Most people stick their photos on their hard drive or Facebook and call it done. The more diligent might copy stuff to a CD/DVD or keep a single backup on an external drive and think they're safe. Very, very few will have a coherent backup and ongoing data migration strategy such as nonuniform described above (costing $1000 every year to maintain, not to mention the ongoing effort to keep things current!?! Ouch.)
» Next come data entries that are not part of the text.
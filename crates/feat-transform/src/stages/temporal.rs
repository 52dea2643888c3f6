//! Stage 4: temporal feature extraction.
//!
//! A column is a timestamp candidate when its name mentions "date" or "time"
//! and every present value parses. Candidates are expanded into the fifteen
//! [`TemporalFeature`]s; candidates that fail to parse are left untouched.

use chrono::{DateTime, Datelike, NaiveDate, NaiveDateTime, Utc};
use feat_common::column_strings;
use feat_model::{SkipReason, StageKind, StageReport};
use polars::prelude::*;
use tracing::info;

use crate::datetime::{all_timestamps, parse_timestamp};
use crate::error::Result;
use crate::naming::TemporalFeature;
use crate::stage::{Stage, StageContext, StageOutput, append_column, begin_report, skip};

const SECONDS_PER_DAY: i64 = 86_400;

/// Returns true if the column name suggests a date or time.
pub fn is_temporal_name(name: &str) -> bool {
    let lower = name.to_lowercase();
    lower.contains("date") || lower.contains("time")
}

/// Northern-hemisphere meteorological season of a month (1-12).
pub fn season(month: u32) -> &'static str {
    match month {
        12 | 1 | 2 => "Winter",
        3..=5 => "Spring",
        6..=8 => "Summer",
        _ => "Fall",
    }
}

/// Whole days from `from` to `to`, rounded toward negative infinity.
pub fn days_between(from: NaiveDateTime, to: NaiveDateTime) -> i64 {
    (to - from).num_seconds().div_euclid(SECONDS_PER_DAY)
}

fn is_month_end(date: NaiveDate) -> bool {
    date.succ_opt().is_none_or(|next| next.month() != date.month())
}

fn unix_epoch() -> NaiveDateTime {
    DateTime::<Utc>::UNIX_EPOCH.naive_utc()
}

/// Values for one timestamp column.
struct Expansion<'a> {
    source: &'a str,
    stamps: Vec<Option<NaiveDateTime>>,
    now: NaiveDateTime,
    recent_days: i64,
}

impl Expansion<'_> {
    fn ints(&self, name: String, f: impl Fn(NaiveDateTime) -> i32) -> Column {
        let values: Vec<Option<i32>> = self.stamps.iter().map(|s| s.map(&f)).collect();
        Column::new(name.into(), values)
    }

    fn days(&self, name: String, f: impl Fn(NaiveDateTime) -> i64) -> Column {
        let values: Vec<Option<i64>> = self.stamps.iter().map(|s| s.map(&f)).collect();
        Column::new(name.into(), values)
    }

    fn texts(&self, name: String, f: impl Fn(NaiveDateTime) -> String) -> Column {
        let values: Vec<Option<String>> = self.stamps.iter().map(|s| s.map(&f)).collect();
        Column::new(name.into(), values)
    }

    fn column(&self, feature: TemporalFeature) -> Column {
        let name = feature.column_name(self.source);
        let now = self.now;
        let recent_days = self.recent_days;
        match feature {
            TemporalFeature::Year => self.ints(name, |dt| dt.year()),
            TemporalFeature::Month => self.ints(name, |dt| dt.month() as i32),
            TemporalFeature::MonthName => self.texts(name, |dt| dt.format("%B").to_string()),
            TemporalFeature::Day => self.ints(name, |dt| dt.day() as i32),
            TemporalFeature::DayOfWeek => {
                self.ints(name, |dt| dt.weekday().num_days_from_monday() as i32)
            }
            TemporalFeature::DayName => self.texts(name, |dt| dt.format("%A").to_string()),
            TemporalFeature::Quarter => self.ints(name, |dt| ((dt.month() - 1) / 3 + 1) as i32),
            TemporalFeature::WeekOfYear => self.ints(name, |dt| dt.iso_week().week() as i32),
            TemporalFeature::IsWeekend => {
                self.ints(name, |dt| i32::from(dt.weekday().num_days_from_monday() >= 5))
            }
            TemporalFeature::IsMonthStart => self.ints(name, |dt| i32::from(dt.day() == 1)),
            TemporalFeature::IsMonthEnd => self.ints(name, |dt| i32::from(is_month_end(dt.date()))),
            TemporalFeature::DaysSinceEpoch => self.days(name, |dt| days_between(unix_epoch(), dt)),
            TemporalFeature::Season => self.texts(name, |dt| season(dt.month()).to_string()),
            TemporalFeature::DaysFromToday => self.days(name, |dt| days_between(dt, now)),
            TemporalFeature::IsRecent => {
                self.ints(name, |dt| i32::from(days_between(dt, now) <= recent_days))
            }
        }
    }
}

/// Parse candidate columns, returning the ones that are fully temporal.
fn detect(
    df: &DataFrame,
    report: &mut StageReport,
) -> Result<Vec<(String, Vec<Option<NaiveDateTime>>)>> {
    let mut detected = Vec::new();
    for column in df.get_columns() {
        let name = column.name().as_str();
        if !is_temporal_name(name) {
            continue;
        }
        if !matches!(
            column.dtype(),
            DataType::String | DataType::Date | DataType::Datetime(_, _)
        ) {
            skip(report, name, SkipReason::NotTemporal(name.to_string()));
            continue;
        }
        let values = column_strings(df, name)?;
        if !all_timestamps(&values) {
            skip(report, name, SkipReason::NotTemporal(name.to_string()));
            continue;
        }
        let stamps = values
            .iter()
            .map(|v| v.as_deref().and_then(parse_timestamp))
            .collect();
        detected.push((name.to_string(), stamps));
    }
    Ok(detected)
}

/// Stage 4 of the pipeline.
#[derive(Debug, Clone, Copy, Default)]
pub struct TemporalFeatures;

impl Stage for TemporalFeatures {
    fn kind(&self) -> StageKind {
        StageKind::Time
    }

    fn apply(&self, df: &DataFrame, ctx: &StageContext<'_>) -> Result<StageOutput> {
        let mut data = df.clone();
        let mut report = begin_report(self.kind(), df);
        let detected = detect(df, &mut report)?;
        let now = ctx.clock.now();
        info!(
            columns = ?detected.iter().map(|(name, _)| name).collect::<Vec<_>>(),
            "datetime columns detected"
        );

        for (source, stamps) in detected {
            let expansion = Expansion {
                source: &source,
                stamps,
                now,
                recent_days: ctx.options.recent_days,
            };
            for feature in TemporalFeature::ALL {
                append_column(&mut data, &mut report, expansion.column(feature))?;
            }
            report.detected.push(source);
        }

        report.finish(data.width());
        info!(
            created = report.added.len(),
            skipped = report.skipped.len(),
            "temporal features extracted"
        );
        Ok(StageOutput { data, report })
    }
}

#[cfg(test)]
mod tests {
    use super::*;
    use crate::clock::FixedClock;

    fn run(df: &DataFrame, today: NaiveDate) -> StageOutput {
        let clock = FixedClock::at_date(today);
        let ctx = StageContext::new(&clock);
        TemporalFeatures.apply(df, &ctx).unwrap()
    }

    fn int(df: &DataFrame, name: &str) -> Option<i32> {
        df.column(name).unwrap().i32().unwrap().get(0)
    }

    fn text<'a>(df: &'a DataFrame, name: &str) -> Option<&'a str> {
        df.column(name).unwrap().str().unwrap().get(0)
    }

    #[test]
    fn test_season() {
        assert_eq!(season(1), "Winter");
        assert_eq!(season(3), "Spring");
        assert_eq!(season(8), "Summer");
        assert_eq!(season(11), "Fall");
        assert_eq!(season(12), "Winter");
    }

    #[test]
    fn test_days_between_floors() {
        let start = parse_timestamp("2024-03-15T12:00:00").unwrap();
        let end = parse_timestamp("2024-03-16").unwrap();
        assert_eq!(days_between(start, end), 0);
        assert_eq!(days_between(end, start), -1);
    }

    #[test]
    fn test_friday_in_march() {
        let df = DataFrame::new(vec![Column::new("purchase_date".into(), vec!["2024-03-15"])])
            .unwrap();

        let out = run(&df, NaiveDate::from_ymd_opt(2024, 4, 1).unwrap());

        assert_eq!(int(&out.data, "purchase_date_year"), Some(2024));
        assert_eq!(int(&out.data, "purchase_date_month"), Some(3));
        assert_eq!(int(&out.data, "purchase_date_quarter"), Some(1));
        assert_eq!(int(&out.data, "purchase_date_day_of_week"), Some(4));
        assert_eq!(text(&out.data, "purchase_date_day_name"), Some("Friday"));
        assert_eq!(text(&out.data, "purchase_date_month_name"), Some("March"));
        assert_eq!(text(&out.data, "purchase_date_season"), Some("Spring"));
        assert_eq!(int(&out.data, "purchase_date_is_weekend"), Some(0));
        assert_eq!(int(&out.data, "purchase_date_week_of_year"), Some(11));
        assert_eq!(int(&out.data, "purchase_date_is_recent"), Some(1));
        let since_epoch = out.data.column("purchase_date_days_since_epoch").unwrap();
        assert_eq!(since_epoch.i64().unwrap().get(0), Some(19797));
        let from_today = out.data.column("purchase_date_days_from_today").unwrap();
        assert_eq!(from_today.i64().unwrap().get(0), Some(17));
        assert_eq!(out.report.added.len(), TemporalFeature::ALL.len());
    }

    #[test]
    fn test_month_boundaries() {
        let df = DataFrame::new(vec![Column::new("order_time".into(), vec!["2024-02-29 23:10:00"])])
            .unwrap();

        let out = run(&df, NaiveDate::from_ymd_opt(2024, 6, 1).unwrap());

        assert_eq!(int(&out.data, "order_time_is_month_end"), Some(1));
        assert_eq!(int(&out.data, "order_time_is_month_start"), Some(0));
        assert_eq!(int(&out.data, "order_time_is_recent"), Some(0));
    }

    #[test]
    fn test_recent_window_is_inclusive() {
        let df = DataFrame::new(vec![Column::new(
            "visit_date".into(),
            vec!["2024-05-02", "2024-05-01", "2024-06-15"],
        )])
        .unwrap();

        let out = run(&df, NaiveDate::from_ymd_opt(2024, 6, 1).unwrap());

        let days = out.data.column("visit_date_days_from_today").unwrap().i64().unwrap();
        assert_eq!(days.get(0), Some(30));
        assert_eq!(days.get(1), Some(31));
        assert_eq!(days.get(2), Some(-14));
        let recent = out.data.column("visit_date_is_recent").unwrap().i32().unwrap();
        assert_eq!(recent.get(0), Some(1));
        assert_eq!(recent.get(1), Some(0));
        assert_eq!(recent.get(2), Some(1));
    }

    #[test]
    fn test_unparseable_column_is_skipped() {
        let df = DataFrame::new(vec![
            Column::new("update_note".into(), vec!["yesterday"]),
            Column::new("notes".into(), vec!["2024-01-01"]),
        ])
        .unwrap();

        let out = run(&df, NaiveDate::from_ymd_opt(2024, 6, 1).unwrap());

        assert_eq!(out.data.width(), 2);
        assert_eq!(
            out.report.skipped[0].reason,
            SkipReason::NotTemporal("update_note".into())
        );
    }

    #[test]
    fn test_null_timestamp_gives_null_features() {
        let df = DataFrame::new(vec![Column::new(
            "signup_date".into(),
            vec![Some("2024-01-06"), None],
        )])
        .unwrap();

        let out = run(&df, NaiveDate::from_ymd_opt(2024, 6, 1).unwrap());

        let weekend = out.data.column("signup_date_is_weekend").unwrap().i32().unwrap();
        assert_eq!(weekend.get(0), Some(1));
        assert_eq!(weekend.get(1), None);
    }
}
I've been around computers since 1984. I've had data stored on audio tape, weird 3" disks, 3.5" floppies in a myriad of formats, CD and DVD, SmartMedia, CompactFlash, SD, MicroSD and an assortment of hard drives in different formats. Files which were never copied from tape are gone, the tapes long since deteriorated (though oddly enough I do still have that computer and it still works). The 3" disks, which I found in a box recently? No hardware to read them. The 3.5" disks? My ancient PC was one of the last to have a disk drive as standard and even then only the ones in MSDOS format are potentially readable. CD and DVD? The better quality ones from up to 15 years ago are still OK, but some have failed, in some cases very prematurely and I have no guarantee that others will not follow. Hard drives - which interface? Which format? If I found a SCSI drive in a shoebox today, I'd not be able to plug it into any computer I own without a great deal of extra expense and effort. Even then it might not be readable, or intact, or contain anything worth saving. If I find a PATA drive in a box a decade from now, what are the chances it'll fare any better than the SCSI one does now? The PATA drive installed in my old (and apparently, dead) Commodore A4000 isn't formatted in a way my PC can deal with even though it will plug in. What about the current SATA standard, eventually it too will be supplanted and disappear, as will its replacement and whatever follows that. Is it really going to be worth my grandchildrens' time and expense to access the data stored on some old dusty antique hard disk or near-forgotten type of memory card on the off chance that it's still readable and had any real value to begin with? Somehow, I doubt it.
But they'll be able to pull my photo prints and negatives and contact sheets out of the next box and see what they were without additional effort (they might still chuck them away, but at least they could make an informed decision in doing so!)
Yes, the pace of change is slower than it was when I started in computing, but things still change and "old" hardware, media and data formats fade into unsupported obscurity. Data will be lost if it isn't actively taken care of. I'm under no illusion whatsoever that future access to a TIFF, JPEG or especially RAW file's content is a certainty even if it does reside on media that is readable. Perhaps it will be, perhaps it won't. History would suggest it won't. By comparison, my negatives and silver gelatin prints ought to outlast me and will remain "readable" without obscure hardware or software.
As for keeping things safe from disaster, I could always file the negatives somewhere safer (safety deposit box?) and put up with the loss of some convenience in access.